Erta Ale, which means “Smoking Mountain” in the Afar language, is a volcano that is home to one of the few lava lakes in the world. -Michele Spatari/AFP/Getty Images
Fascinated by volcanoes since hearing about the eruption of Mount St. Helens in Washington state in 1980 while she was in college, Watts jumped at the chance to join a team studying the region while pursuing her doctorate in volcanology at the University of Southampton in southern England.

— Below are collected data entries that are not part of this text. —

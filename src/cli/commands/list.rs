//! List command implementation.
//!
//! The `stepgraph list` command prints every step of the DAG, including
//! external snapshot leaves.

use std::path::{Path, PathBuf};

use serde::Serialize;

use crate::cli::args::ListArgs;
use crate::error::Result;
use crate::steps::{Step, StepKind};
use crate::ui::{should_use_colors, StepGraphTheme, UserInterface};

use super::context::{load_or_report, EXIT_DAG_NOT_FOUND};
use super::dispatcher::{Command, CommandResult};

/// The list command implementation.
pub struct ListCommand {
    project_root: PathBuf,
    dag: Option<PathBuf>,
    args: ListArgs,
}

#[derive(Serialize)]
struct StepJson<'a> {
    id: &'a str,
    kind: &'static str,
    dependencies: Vec<&'a str>,
    external: bool,
    private: bool,
}

impl<'a> From<&'a Step> for StepJson<'a> {
    fn from(step: &'a Step) -> Self {
        Self {
            id: step.id(),
            kind: step.kind().as_str(),
            dependencies: step.dependencies().iter().map(String::as_str).collect(),
            external: step.is_external(),
            private: step.uri().is_private(),
        }
    }
}

impl ListCommand {
    /// Create a new list command.
    pub fn new(project_root: &Path, dag: Option<&Path>, args: ListArgs) -> Self {
        Self {
            project_root: project_root.to_path_buf(),
            dag: dag.map(Path::to_path_buf),
            args,
        }
    }
}

impl Command for ListCommand {
    fn execute(&self, ui: &mut dyn UserInterface) -> Result<CommandResult> {
        let kind = match self.args.kind.as_deref().map(str::parse::<StepKind>) {
            None => None,
            Some(Ok(kind)) => Some(kind),
            Some(Err(e)) => {
                ui.error(&e);
                return Ok(CommandResult::failure(1));
            }
        };

        let Some(context) = load_or_report(&self.project_root, self.dag.as_deref(), ui)? else {
            return Ok(CommandResult::failure(EXIT_DAG_NOT_FOUND));
        };
        // Listing never fails on undeclared dependencies; lint reports them.
        let graph = context.graph(true)?;

        let steps: Vec<&Step> = graph
            .steps()
            .filter(|step| kind.is_none_or(|k| step.kind() == k))
            .collect();

        if self.args.json {
            let json: Vec<StepJson<'_>> = steps.iter().map(|s| StepJson::from(*s)).collect();
            let text = serde_json::to_string_pretty(&json).map_err(anyhow::Error::from)?;
            ui.output(&text);
            return Ok(CommandResult::success());
        }

        let theme = if should_use_colors() {
            StepGraphTheme::new()
        } else {
            StepGraphTheme::plain()
        };
        for step in &steps {
            let mut line = theme.format_step(step.id(), step.kind(), step.is_external());
            if step.is_external() {
                line.push_str(" (external)");
            }
            ui.output(&line);
        }
        ui.message(&format!("{} step(s)", steps.len()));

        Ok(CommandResult::success())
    }
}
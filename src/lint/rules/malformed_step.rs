//! Malformed identifier detection.

use crate::config::LoadedDag;
use crate::lint::{LintDiagnostic, LintRule, RuleId, Severity};
use crate::steps::StepUri;

/// Detects step keys and dependencies that are not valid step identifiers.
pub struct MalformedStepRule;

impl LintRule for MalformedStepRule {
    fn id(&self) -> RuleId {
        RuleId::new("malformed-step")
    }

    fn name(&self) -> &str {
        "Malformed Step"
    }

    fn description(&self) -> &str {
        "Ensures every identifier follows scheme://namespace/version/name"
    }

    fn default_severity(&self) -> Severity {
        Severity::Error
    }

    fn check(&self, dag: &LoadedDag) -> Vec<LintDiagnostic> {
        let mut diagnostics = Vec::new();

        for (step, deps) in &dag.steps {
            let file = dag.sources.get(step).cloned();

            if let Err(err) = StepUri::parse(step) {
                diagnostics.push(
                    LintDiagnostic::new(self.id(), self.default_severity(), err.to_string())
                        .with_step(step)
                        .with_file(file.clone()),
                );
            }

            for dep in deps {
                if let Err(err) = StepUri::parse(dep) {
                    diagnostics.push(
                        LintDiagnostic::new(
                            self.id(),
                            self.default_severity(),
                            format!("Dependency of '{}': {}", step, err),
                        )
                        .with_step(step)
                        .with_file(file.clone()),
                    );
                }
            }
        }

        diagnostics
    }
}

#[cfg(test)]
mod tests {
    use super::*;
    use crate::lint::rules::dag;

    #[test]
    fn detects_malformed_key() {
        let dag = dag(&[("garden/wb/latest/pip", &[])]);
        let diagnostics = MalformedStepRule.check(&dag);

        assert_eq!(diagnostics.len(), 1);
        assert!(diagnostics[0].message.contains("garden/wb/latest/pip"));
        assert_eq!(diagnostics[0].step.as_deref(), Some("garden/wb/latest/pip"));
    }

    #[test]
    fn detects_malformed_dependency() {
        let dag = dag(&[("garden://wb/latest/pip", &["meadow://wb/pip"])]);
        let diagnostics = MalformedStepRule.check(&dag);

        assert_eq!(diagnostics.len(), 1);
        assert!(diagnostics[0].message.contains("meadow://wb/pip"));
        assert!(diagnostics[0].message.contains("garden://wb/latest/pip"));
    }

    #[test]
    fn accepts_well_formed_identifiers() {
        let dag = dag(&[
            ("meadow://wb/2024-10-07/pip", &["snapshot://wb/2024-10-07/pip.csv"]),
            ("data://garden/wb/2024/pip", &["meadow://wb/2024-10-07/pip"]),
        ]);
        assert!(MalformedStepRule.check(&dag).is_empty());
    }
}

Their research, published last June, revealed the presence of a single asymmetric plume rising from the depths of Afar. Geologists had already theorized its existence, but the new findings went further by showing that the plume pulsated in a pattern similar to a “heartbeat”, although not necessarily at a constant rate.
This pattern propagates differently at each of the three faults depending on tectonic conditions, Watts explained, evidence that the plume is dynamic and reacting to the plate above it, not static.
“Before this study, we thought the plume was simple: it emerged, it was a single composition,” she said.
“But we actually think there could be heterogeneities (varied characteristics) within the plume, whether it’s the amount of melt or its composition. That also interacts with that division rate, causing these variations.”
It’s time to learn
This fracture rate, Watts points out, is extremely slow.
The Red Sea and Gulf of Aden rifts are moving at a rate of about 15 millimeters per year, half the speed at which fingernails grow, while the main Ethiopian rift is moving even slower, at about 5 millimeters each year.
At this rate, it will be millions of years before a new ocean forms, and it’s not guaranteed. The process of continental division can fail, like the Mid-Continental Rift which would have torn North America apart around the Great Lakes.
This is music to the ears of scientists, who continue to make new discoveries in the region. The separation of the plates exposes older layers of sediment, shedding light on nearly 5 million years of evolution.
The Afar region is ripe for scientific study. -Michele Spatari/AFP/Getty Images
A series of preserved fossils have been discovered in Afar, with research published in the journal Nature in January revealing the discovery of a 2.6 million-year-old fossil of an extinct human relative.
The remains of Paranthropus, nicknamed the Nutcracker because of its pronounced chewing muscles, were typically found in the southern and eastern regions of the continent, such as Kenya. Its existence approximately 1,000 kilometers (621 miles) north of any other record suggests that the species was more adaptable and widespread than previously thought.
“It (Paranthropus) was thought to have never dispersed this far north, either due to ecological factors or competition with other species in the area,” London Natural History Museum paleontologist Dr. Fred Spoor, a member of the research team, said in a press release.
“The new discovery now suggests the opposite and the supposed absence was the result of an incomplete fossil record.”
Last August, fossilized teeth of two other types of hominids dating from 2.6 to 2.8 million years ago were discovered in the Afar Depression, shedding new light on the coexistence of our human ancestors.
The possibilities for discovery are almost endless, with Watts hoping to enrich the volcanic understanding of the region following the eruption of the long-dormant Hayli Gubbi volcano in Afar in November.
The ensuing ash cloud was so intense that it choked local grasslands and affected air travel to India.
“I think often with the risk in the region, we don’t know much because the eruptions haven’t been seen as frequently,” Watts said. “I would like to continue to make sure we understand these volcanoes and help advance the science of what is happening with the faults and the dangers we face.”
“Like all science, you take a step forward and there is still a huge way to go,” she added.